The brightness intensified, and they could tell it was more than headlights. As the vehicle reached them, the two women had to shield their eyes with their arms. A full-sized pick-up of some sort, with not only headlights but additional spotlights close together on the grille, further supplemented by a roll-bar lined with high-intensity spots. It was blinding, and turned the scene a stark white. A big engine rumbled to a stop, a door opened and heavy boots hit the pavement.
“You ladies alright? Shit, can’t believe you walked away from that.” The voice had a twang that Kylie had always unfairly associated with the word redneck. But this redneck had a vehicle and had stopped to help, both good things.
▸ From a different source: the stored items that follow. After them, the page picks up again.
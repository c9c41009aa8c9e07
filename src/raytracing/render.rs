//! Recursive ray tracing of a [`Scene`] into a grid of display colors.
//!
//! Rows are split in stripes rendered in parallel with rayon. Every stripe
//! owns its slice of the output and a random generator seeded from the render
//! seed and the stripe index, so a fixed seed gives the same image whatever
//! the number of threads.

use std::sync::atomic::{AtomicBool, Ordering};
use std::time::Instant;

use log::{debug, info};
use rand::rngs::StdRng;
use rand::{Rng, SeedableRng};
use rayon::prelude::*;
use thiserror::Error;

use super::color::{DisplayColor, LinearColor};
use super::math::Ray;
use super::scene::Scene;

const ROWS_PER_STRIPE: usize = 8;

#[derive(Error, Debug)]
pub enum RenderError {
    #[error("render cancelled")]
    Cancelled,

    #[error("cannot create the render thread pool: {0}")]
    ThreadPool(#[from] rayon::ThreadPoolBuildError),
}

#[derive(Debug, Clone, Default)]
pub struct RenderOptions {
    /// seed for the normal perturbation of rough materials, random when unset
    pub seed: Option<u64>,
    /// size of a dedicated thread pool, the global rayon pool when unset
    pub threads: Option<usize>,
}

/// Rendered image, row major with (0, 0) at the top-left corner. A `None`
/// pixel was skipped because the lens cast no ray through it.
#[derive(Debug, Clone, PartialEq)]
pub struct Frame {
    width: u32,
    height: u32,
    pixels: Vec<Option<DisplayColor>>,
}

impl Frame {
    pub fn width(&self) -> u32 {
        self.width
    }

    pub fn height(&self) -> u32 {
        self.height
    }

    pub fn get(&self, x: u32, y: u32) -> Option<DisplayColor> {
        if x >= self.width || y >= self.height {
            return None;
        }
        self.pixels[(y * self.width + x) as usize]
    }

    pub fn enumerate(&self) -> impl Iterator<Item = (u32, u32, Option<DisplayColor>)> + '_ {
        let width = self.width;
        self.pixels
            .iter()
            .enumerate()
            .map(move |(i, pixel)| (i as u32 % width, i as u32 / width, *pixel))
    }
}

/// Linear color seen along `ray`, before exposure. Mirror reflections are
/// followed while `depth` is below the scene bounce limit.
pub fn trace_ray<R: Rng + ?Sized>(scene: &Scene, ray: &Ray, depth: u32, rng: &mut R) -> LinearColor {
    let Some(result) = scene.nearest_hit(ray) else {
        return LinearColor::TRANSPARENT;
    };
    let material = result.hitted_object.material;
    let normal = result.hitted_object.normal_at(result.hit_point, rng);

    let mut direct = LinearColor::BLACK;
    for light in scene.lights() {
        let Some(shadow_ray) = light.shadow_ray(result.hit_point) else {
            continue;
        };
        // check if some object occlude the light
        if scene.is_occluded(&shadow_ray, light.distance_from(result.hit_point)) {
            continue;
        }
        direct += light.lambert(&shadow_ray, normal, material.color);
    }
    // a surface hit is opaque no matter how much light reaches it
    direct.a = 1.0;

    if material.shininess == 0.0 || depth >= scene.bounces() {
        return direct;
    }
    let reflected = Ray::new(result.hit_point, ray.direction().reflect(normal))
        .map(|bounce| trace_ray(scene, &bounce, depth + 1, rng))
        .unwrap_or(LinearColor::TRANSPARENT);
    // a reflection into empty space darkens the surface but keeps it opaque
    let mut color = direct.lerp(reflected, material.shininess);
    color.a = direct.a;
    color
}

/// Final display color of pixel (x, y), `None` when the lens skips it.
pub fn render_pixel<R: Rng + ?Sized>(scene: &Scene, x: u32, y: u32, rng: &mut R) -> Option<DisplayColor> {
    let ray = scene
        .camera()
        .make_eye_ray(x as f64, y as f64, scene.width(), scene.height())?;
    let exposure = scene.exposure();
    let color = trace_ray(scene, &ray, 0, rng).apply_exposure(|v| exposure.apply(v));
    Some(color.to_display_color(true))
}

/// Render every pixel of the scene. `cancel` is polled before each stripe;
/// once it is set the render stops with [`RenderError::Cancelled`].
pub fn raytrace_scene(
    scene: &Scene,
    options: &RenderOptions,
    cancel: &AtomicBool,
) -> Result<Frame, RenderError> {
    match options.threads {
        Some(threads) => {
            let pool = rayon::ThreadPoolBuilder::new()
                .num_threads(threads)
                .build()?;
            pool.install(|| render_stripes(scene, options, cancel))
        }
        None => render_stripes(scene, options, cancel),
    }
}

fn render_stripes(
    scene: &Scene,
    options: &RenderOptions,
    cancel: &AtomicBool,
) -> Result<Frame, RenderError> {
    let width = scene.width();
    let height = scene.height();
    let seed = options.seed.unwrap_or_else(rand::random);
    debug!("render seed {}", seed);
    info!(
        "Rendering {}x{} with {} objects and {} lights on {} threads",
        width,
        height,
        scene.objects().len(),
        scene.lights().len(),
        rayon::current_num_threads()
    );

    let start = Instant::now();
    let mut pixels = vec![None; width as usize * height as usize];
    let stripe_size = ROWS_PER_STRIPE * width as usize;
    pixels
        .par_chunks_mut(stripe_size)
        .enumerate()
        .try_for_each(|(stripe_index, stripe)| {
            if cancel.load(Ordering::Relaxed) {
                return Err(RenderError::Cancelled);
            }
            let mut rng = StdRng::seed_from_u64(seed ^ stripe_index as u64);
            let first_row = stripe_index * ROWS_PER_STRIPE;
            for (i, pixel) in stripe.iter_mut().enumerate() {
                let x = (i % width as usize) as u32;
                let y = (first_row + i / width as usize) as u32;
                *pixel = render_pixel(scene, x, y, &mut rng);
            }
            Ok(())
        })?;
    info!("Rendered in {:?}", start.elapsed());

    Ok(Frame {
        width,
        height,
        pixels,
    })
}

#[cfg(test)]
mod tests {
    use super::*;
    use crate::raytracing::camera::Lens;
    use crate::raytracing::color::Exposure;
    use crate::raytracing::math::Vec3;
    use crate::raytracing::scene::{SceneBuilder, MAX_BOUNCES};

    fn forward_ray() -> Ray {
        Ray::new(Vec3::zero(), Vec3::new(0.0, 0.0, -1.0)).unwrap()
    }

    fn lit_sphere(shininess: f64, bounces: u32) -> SceneBuilder {
        let mut builder = SceneBuilder::new(16, 16);
        builder.bounces = bounces;
        builder.add_sun(Vec3::new(0.0, 0.0, 1.0));
        builder.set_color(LinearColor::rgb(0.8, 0.4, 0.2));
        builder.material.shininess = shininess;
        builder.add_sphere(Vec3::new(0.0, 0.0, -3.0), 1.0);
        builder
    }

    #[test]
    fn test_miss_is_transparent() {
        let scene = SceneBuilder::new(4, 4).build().unwrap();
        let mut rng = StdRng::seed_from_u64(0);
        assert_eq!(
            trace_ray(&scene, &forward_ray(), 0, &mut rng),
            LinearColor::TRANSPARENT
        );
    }

    #[test]
    fn test_direct_lighting() {
        let scene = lit_sphere(0.0, 4).build().unwrap();
        let mut rng = StdRng::seed_from_u64(0);
        let color = trace_ray(&scene, &forward_ray(), 0, &mut rng);
        // the sun shines straight on the visible pole
        assert!((color.r - 0.8).abs() < 1e-9);
        assert!((color.g - 0.4).abs() < 1e-9);
        assert!((color.b - 0.2).abs() < 1e-9);
        assert_eq!(color.a, 1.0);
    }

    #[test]
    fn test_occluder_casts_a_shadow() {
        let mut builder = SceneBuilder::new(4, 4);
        builder.add_bulb(Vec3::new(0.0, 0.0, 0.0));
        builder.add_sphere(Vec3::new(0.0, 0.0, -4.0), 1.0);
        // sits between the bulb and the visible point but away from the eye ray
        builder.add_sphere(Vec3::new(0.0, 0.0, -1.5), 0.2);
        let scene = builder.build().unwrap();
        let mut rng = StdRng::seed_from_u64(0);

        let ray = Ray::new(Vec3::new(0.0, 0.5, 0.0), Vec3::new(0.0, -0.5, -3.0)).unwrap();
        let color = trace_ray(&scene, &ray, 0, &mut rng);
        assert_eq!((color.r, color.g, color.b), (0.0, 0.0, 0.0));
        assert_eq!(color.a, 1.0);
    }

    #[test]
    fn test_occluder_behind_the_bulb_does_not_shadow() {
        let mut builder = SceneBuilder::new(4, 4);
        builder.add_bulb(Vec3::new(0.0, 0.0, -1.0));
        builder.add_sphere(Vec3::new(0.0, 0.0, -4.0), 1.0);
        // on the same line as the bulb, but farther from the surface than it
        builder.add_sphere(Vec3::new(0.0, 0.0, 3.0), 0.5);
        let scene = builder.build().unwrap();
        let mut rng = StdRng::seed_from_u64(0);

        let color = trace_ray(&scene, &forward_ray(), 0, &mut rng);
        // surface at z = -3, bulb 2 units away
        assert!((color.r - 0.25).abs() < 1e-9);
    }

    #[test]
    fn test_mirror_picks_up_reflected_color() {
        let mut builder = SceneBuilder::new(4, 4);
        builder.add_bulb(Vec3::zero());
        builder.set_color(LinearColor::rgb(0.0, 1.0, 0.0));
        // behind the eye, only visible through the mirror
        builder.add_sphere(Vec3::new(0.0, 0.0, 3.0), 1.0);
        builder.set_color(LinearColor::WHITE);
        builder.material.shininess = 1.0;
        builder.add_sphere(Vec3::new(0.0, 0.0, -3.0), 1.0);
        let scene = builder.build().unwrap();
        let mut rng = StdRng::seed_from_u64(0);

        let color = trace_ray(&scene, &forward_ray(), 0, &mut rng);
        // green surface 2 units away from the bulb
        assert!(color.r.abs() < 1e-9);
        assert!((color.g - 0.25).abs() < 1e-9);
        assert!((color.a - 1.0).abs() < 1e-9);
    }

    #[test]
    fn test_reflection_into_nothing_darkens_but_stays_opaque() {
        let scene = lit_sphere(0.25, 4).build().unwrap();
        let mut rng = StdRng::seed_from_u64(0);
        let color = trace_ray(&scene, &forward_ray(), 0, &mut rng);
        assert!((color.r - 0.8 * 0.75).abs() < 1e-9);
        assert_eq!(color.a, 1.0);
    }

    #[test]
    fn test_shiny_sphere_pixels_are_opaque() {
        let scene = lit_sphere(1.0, 4).build().unwrap();
        let options = RenderOptions {
            seed: Some(7),
            threads: None,
        };
        let frame = raytrace_scene(&scene, &options, &AtomicBool::new(false)).unwrap();
        let center = frame.get(8, 8).unwrap();
        assert_eq!(center.a(), 255.0);
        assert_eq!(frame.get(0, 0).unwrap().a(), 0.0);
    }

    #[test]
    fn test_zero_bounces_ignores_shininess() {
        let options = RenderOptions {
            seed: Some(3),
            threads: None,
        };
        let cancel = AtomicBool::new(false);
        let matte = raytrace_scene(&lit_sphere(0.0, 0).build().unwrap(), &options, &cancel).unwrap();
        let shiny = raytrace_scene(&lit_sphere(0.9, 0).build().unwrap(), &options, &cancel).unwrap();
        assert_eq!(matte, shiny);
    }

    #[test]
    fn test_recursion_stops_between_facing_mirrors() {
        let mut builder = SceneBuilder::new(4, 4);
        builder.bounces = MAX_BOUNCES;
        builder.add_bulb(Vec3::zero());
        builder.material.shininess = 1.0;
        builder.add_sphere(Vec3::new(0.0, 0.0, -3.0), 1.0);
        builder.add_sphere(Vec3::new(0.0, 0.0, 3.0), 1.0);
        let scene = builder.build().unwrap();
        let mut rng = StdRng::seed_from_u64(0);
        let color = trace_ray(&scene, &forward_ray(), 0, &mut rng);
        assert!(color.r.is_finite());
        assert_eq!(color.a, 1.0);
    }

    #[test]
    fn test_frame_layout_and_exposure() {
        let mut builder = lit_sphere(0.0, 0);
        builder.exposure = Exposure::Exponential(1.0);
        let scene = builder.build().unwrap();
        let options = RenderOptions {
            seed: Some(1),
            threads: Some(2),
        };
        let frame = raytrace_scene(&scene, &options, &AtomicBool::new(false)).unwrap();
        assert_eq!((frame.width(), frame.height()), (16, 16));
        assert_eq!(frame.enumerate().count(), 256);

        let corner = frame.get(0, 0).unwrap();
        assert_eq!(corner.a(), 0.0);
        let center = frame.get(8, 8).unwrap();
        assert_eq!(center.a(), 255.0);
        let expected = LinearColor::rgb(0.8, 0.4, 0.2)
            .apply_exposure(|v| 1.0 - (-v).exp())
            .to_display_color(true);
        // the center ray is slightly off axis, the pole is within one step
        assert!((center.r() - expected.r()).abs() <= 1.0);
        assert!(frame.get(16, 0).is_none());
    }

    #[test]
    fn test_fisheye_leaves_corners_empty() {
        let mut builder = lit_sphere(0.0, 0);
        builder.camera.lens = Lens::Fisheye;
        let scene = builder.build().unwrap();
        let frame = raytrace_scene(&scene, &RenderOptions::default(), &AtomicBool::new(false)).unwrap();
        assert!(frame.get(0, 0).is_none());
        assert!(frame.get(15, 15).is_none());
        assert!(frame.get(8, 8).is_some());
    }

    #[test]
    fn test_fixed_seed_is_reproducible() {
        let mut builder = lit_sphere(0.5, 2);
        builder.material.roughness = 0.2;
        builder.add_sphere(Vec3::new(1.5, 0.0, -4.0), 1.0);
        let scene = builder.build().unwrap();
        let cancel = AtomicBool::new(false);
        let single = RenderOptions {
            seed: Some(42),
            threads: Some(1),
        };
        let many = RenderOptions {
            seed: Some(42),
            threads: Some(4),
        };
        let a = raytrace_scene(&scene, &single, &cancel).unwrap();
        let b = raytrace_scene(&scene, &many, &cancel).unwrap();
        assert_eq!(a, b);
    }

    #[test]
    fn test_cancelled_render() {
        let scene = lit_sphere(0.0, 0).build().unwrap();
        let cancel = AtomicBool::new(true);
        let result = raytrace_scene(&scene, &RenderOptions::default(), &cancel);
        assert!(matches!(result, Err(RenderError::Cancelled)));
    }
}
Patricia squinted into the light. “We weren’t in the car. We were in a plane.”
A short laugh. “A plane! Goddamn, don’t you have a story!” A large silhouette moved briefly across the lights. “Where’s the trooper?”
“We haven’t found him,” Patricia said, not noticing that her daughter, who was also trying to look into the light, had placed a hand on her shoulder.
A pause, and then a voice from inside the white blaze. “So you’re alone?”
Before Patricia could answer, Kylie gave her mother a squeeze and said, “No, we’re-”
“Goddamn!” the truck driver yelled. “There’s your trooper right behind you!”
Kylie spun, and in the stark light saw a female state police trooper in her early fifties, the color of her short haircut a near-perfect match to her gray uniform, scrambling up over the embankment at the side of the road. Her eyes were locked on the two women, eyes like bright silver discs, and when the woman snarled she revealed an empty socket where one of her front teeth had been.